Select Committee on Health Written Evidence


Memorandum by The Cicely Saunders Foundation (PC 69)

  The Cicely Saunders Foundation is an independent charity with a unique mission, to improve care at the end of life by discovering ways to improve the care and treatment of all patients with progressive illness and to make such high quality palliative care available to everyone who needs it—be it in hospice, hospital or home.

  There are many gaps in our knowledge where research is desperately needed to improve the care of patients towards the end of life. The most urgent areas we believe are:

    —  Discovering the most effective and cost effective ways of enabling patients to be cared for in their place of choice, usually at home.

    —  Developing models of care for patients who have illnesses other than cancer, particularly neurological diseases, HIV/AIDS which is not responding to the new combination therapies, renal failure, heart failure, respiratory failure.

    —  Discovering better ways to treat some of the complex and highly prevalent symptoms, for example, breathlessness, weakness and cachexia, neuropathic pain, and other pains that do not respond to the normal morphine like drugs.

    —  Discovering the best ways to change societal attitudes regarding the end of life and developing new initiatives that educate the public, particularly in spiritual and ethical aspects.

    —  Providing appropriate support for the increasing numbers of older people who will have complex rather than single conditions and who will need palliative care.


  The attached documents[25] provide a more detailed analysis of the current situation for palliative care now and in the future for the UK and other European countries. Some key issues are:

    —  Worldwide populations are ageing and the cause of death is increasingly from chronic illnesses where there is a slow decline. This will increase the need for palliative care.

    —  The distribution of death by age group over the years shows that more and more those people who die are aged 75 and over (this is a good tribute to improving longevity, but brings with it its own problems).

    —  This means that in the future people will die from a combination of rather than single illnesses and will have complex symptoms and problems which require treatment.

    —  There is evidence of under assessment and under treatment in palliative care for older people across many countries.

    —  There is good evidence that, despite preferences to the contrary, the majority of people die in hospital—the hospital death rate is higher in the United Kingdom than in the United States, Germany, the Netherlands, Switzerland, France and Ireland.

    —  There are great geographical variations in the percentage of cancer deaths occurring at home with variations between some electoral wards of between 11 and 70% of cancer deaths occurring at home. Only 30% of this variation can be explained by demographic and social factors, such as age and deprivation.

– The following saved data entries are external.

use serde::{Deserialize, Serialize};
use swarm_core::Piece;
use tracing::trace;

use crate::{
    clock::Timestamp,
    error::Result,
    peer_chunks::PeerChunks,
    priority::Priority,
    transfer::{BlockList, TransferKey, TransferList, TransferListOptions},
    type_aliases::PeerHandle,
};

/// Where new chunks come from when nothing in progress suits a peer.
pub trait ChunkSource {
    /// A wanted chunk the peer has that isn't being downloaded yet.
    fn find_chunk(&mut self, peer: &PeerChunks, high_priority: bool) -> Option<u32>;

    fn chunk_size(&self, index: u32) -> u32;
}

#[derive(Debug, Clone, Copy, PartialEq, Eq, Serialize, Deserialize)]
#[serde(default)]
pub struct DelegatorOptions {
    /// Hand out blocks other peers are already downloading when nothing else
    /// is left.
    pub aggressive: bool,

    /// In aggressive mode, how many non-stalled transfers a block may already
    /// have.
    pub max_duplicate_transfers: u32,
}

impl Default for DelegatorOptions {
    fn default() -> Self {
        Self {
            aggressive: false,
            max_duplicate_transfers: 4,
        }
    }
}

/// Decides which block a peer should request next.
#[derive(Debug)]
pub struct Delegator {
    transfers: TransferList,
    options: DelegatorOptions,
    block_size: u32,
}

impl Delegator {
    pub fn new(options: DelegatorOptions, transfer_options: TransferListOptions, block_size: u32) -> Self {
        Self {
            transfers: TransferList::new(transfer_options),
            options,
            block_size,
        }
    }

    pub fn transfers(&self) -> &TransferList {
        &self.transfers
    }

    pub fn transfers_mut(&mut self) -> &mut TransferList {
        &mut self.transfers
    }

    pub fn options(&self) -> &DelegatorOptions {
        &self.options
    }

    pub fn set_aggressive(&mut self, value: bool) {
        self.options.aggressive = value;
    }

    /// Grant the peer a block. `affinity` is the chunk the peer was last
    /// downloading. `None` means there's nothing for this peer right now.
    pub fn delegate<S: ChunkSource + ?Sized>(
        &mut self,
        source: &mut S,
        peer: &PeerChunks,
        affinity: Option<u32>,
        now: Timestamp,
    ) -> Result<Option<TransferKey>> {
        let Some((index, block)) = self.select(source, peer, affinity)? else {
            return Ok(None);
        };
        trace!(peer = %peer.peer(), index, block, "delegated block");
        self.transfers
            .insert_transfer(index, block, peer.peer(), now)
            .map(Some)
    }

    fn select<S: ChunkSource + ?Sized>(
        &mut self,
        source: &mut S,
        peer: &PeerChunks,
        affinity: Option<u32>,
    ) -> Result<Option<(u32, u32)>> {
        let addr = peer.peer();

        if let Some(list) = affinity.and_then(|index| self.transfers.find(index)) {
            if let Some(block) = self.delegate_piece(list, addr) {
                return Ok(Some((list.index(), block)));
            }
        }

        // Seeders are interchangeable, share their chunks between them.
        if peer.is_seeder() {
            for list in self.transfers.iter().filter(|l| l.by_seeder()) {
                if let Some(block) = self.delegate_piece(list, addr) {
                    return Ok(Some((list.index(), block)));
                }
            }
            for high in [true, false] {
                if let Some(found) = self.new_chunk(source, peer, high)? {
                    return Ok(Some(found));
                }
            }
        }

        if let Some(found) = self.resume(peer, Priority::High) {
            return Ok(Some(found));
        }
        if let Some(found) = self.new_chunk(source, peer, true)? {
            return Ok(Some(found));
        }
        if let Some(found) = self.resume(peer, Priority::Normal) {
            return Ok(Some(found));
        }
        if let Some(found) = self.new_chunk(source, peer, false)? {
            return Ok(Some(found));
        }

        if !self.options.aggressive {
            return Ok(None);
        }
        Ok(self.delegate_aggressive(peer))
    }

    /// A block of `list` nobody is actively downloading. Untouched blocks
    /// first, otherwise the first one the peer hasn't tried yet.
    fn delegate_piece(&self, list: &BlockList, peer: PeerHandle) -> Option<u32> {
        let mut candidate = None;
        for (idx, block) in list.blocks().iter().enumerate() {
            if block.is_finished() || !block.is_stalled() {
                continue;
            }
            if block.size_all() == 0 {
                return Some(idx as u32);
            }
            if candidate.is_none() && block.find(self.transfers.arena(), peer).is_none() {
                candidate = Some(idx as u32);
            }
        }
        candidate
    }

    fn resume(&self, peer: &PeerChunks, priority: Priority) -> Option<(u32, u32)> {
        self.transfers
            .iter()
            .filter(|l| l.priority() == priority && peer.has(l.index()))
            .find_map(|l| {
                self.delegate_piece(l, peer.peer())
                    .map(|block| (l.index(), block))
            })
    }

    fn new_chunk<S: ChunkSource + ?Sized>(
        &mut self,
        source: &mut S,
        peer: &PeerChunks,
        high_priority: bool,
    ) -> Result<Option<(u32, u32)>> {
        let Some(index) = source.find_chunk(peer, high_priority) else {
            return Ok(None);
        };
        let size = source.chunk_size(index);
        let list = self
            .transfers
            .insert(Piece::new(index, 0, size), self.block_size)?;
        list.set_by_seeder(peer.is_seeder());
        list.set_priority(if high_priority {
            Priority::High
        } else {
            Priority::Normal
        });
        if list.size() == 0 {
            return Ok(None);
        }
        Ok(Some((index, 0)))
    }

    /// Least duplicated unfinished block the peer isn't already on.
    fn delegate_aggressive(&self, peer: &PeerChunks) -> Option<(u32, u32)> {
        let arena = self.transfers.arena();
        let mut overlapped = self.options.max_duplicate_transfers + 1;
        let mut best = None;
        for list in self.transfers.iter() {
            if list.priority() == Priority::Off || !peer.has(list.index()) {
                continue;
            }
            for (idx, block) in list.blocks().iter().enumerate() {
                if block.is_finished()
                    || block.size_not_stalled() >= overlapped
                    || block.find(arena, peer.peer()).is_some()
                {
                    continue;
                }
                overlapped = block.size_not_stalled();
                best = Some((list.index(), idx as u32));
            }
        }
        best
    }
}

    —  Symptoms like breathlessness are among the most feared by patients and families, determine whether it is possible for patients to remain at home (urgent admissions are caused by inability to control breathlessness) and cause great distress to both patients and families and care givers. The prevalence of breathlessness increases as death approaches and can be as high as 70%. Despite this there are very few known effective treatments and most of the drugs and treatments proposed, for example oxygen or small doses of morphine, have been used for a very long time with no real developments.

    —  The culture and ethnic background in the United Kingdom is changing and there is very little known about how to provide services for people from different cultural groups. Yet there is evidence that such individuals often miss out on the best in care.

    —  Despite these enormous needs the United Kingdom spends only 0.18% of its total government and charitable funding for cancer research on end of life and palliative care. It is, therefore, not surprising that little progress has been made.


  Solutions that we propose are as follows:

  1.  Make palliative care an important public health issue, it has a role in preventing suffering and ill health among carers, including in bereavement, and preventing inappropriate hospital admissions. There needs to be palliative care as part of every Primary Care Trust and strategic health authority plans and there should be efforts in undergraduate, postgraduate, as well as public education.

  2.  Invest in research to discover the most effective and cost-effective solutions. Throwing money at developing services and approaches which are not known to be effective will not give us a solution for the 21st Century. Home care is a god example of this. Despite recent efforts the proportion of deaths occurring at home is now decreasing rather than increasing. Service or treatment developments should be research based and be evaluated as they are developed.

  3.  Those funding research should monitor the proportion of funds in any disease area directed to palliative care and invest in research to redress the imbalances.

  4.  Training of the work force is required at both undergraduate and postgraduate level.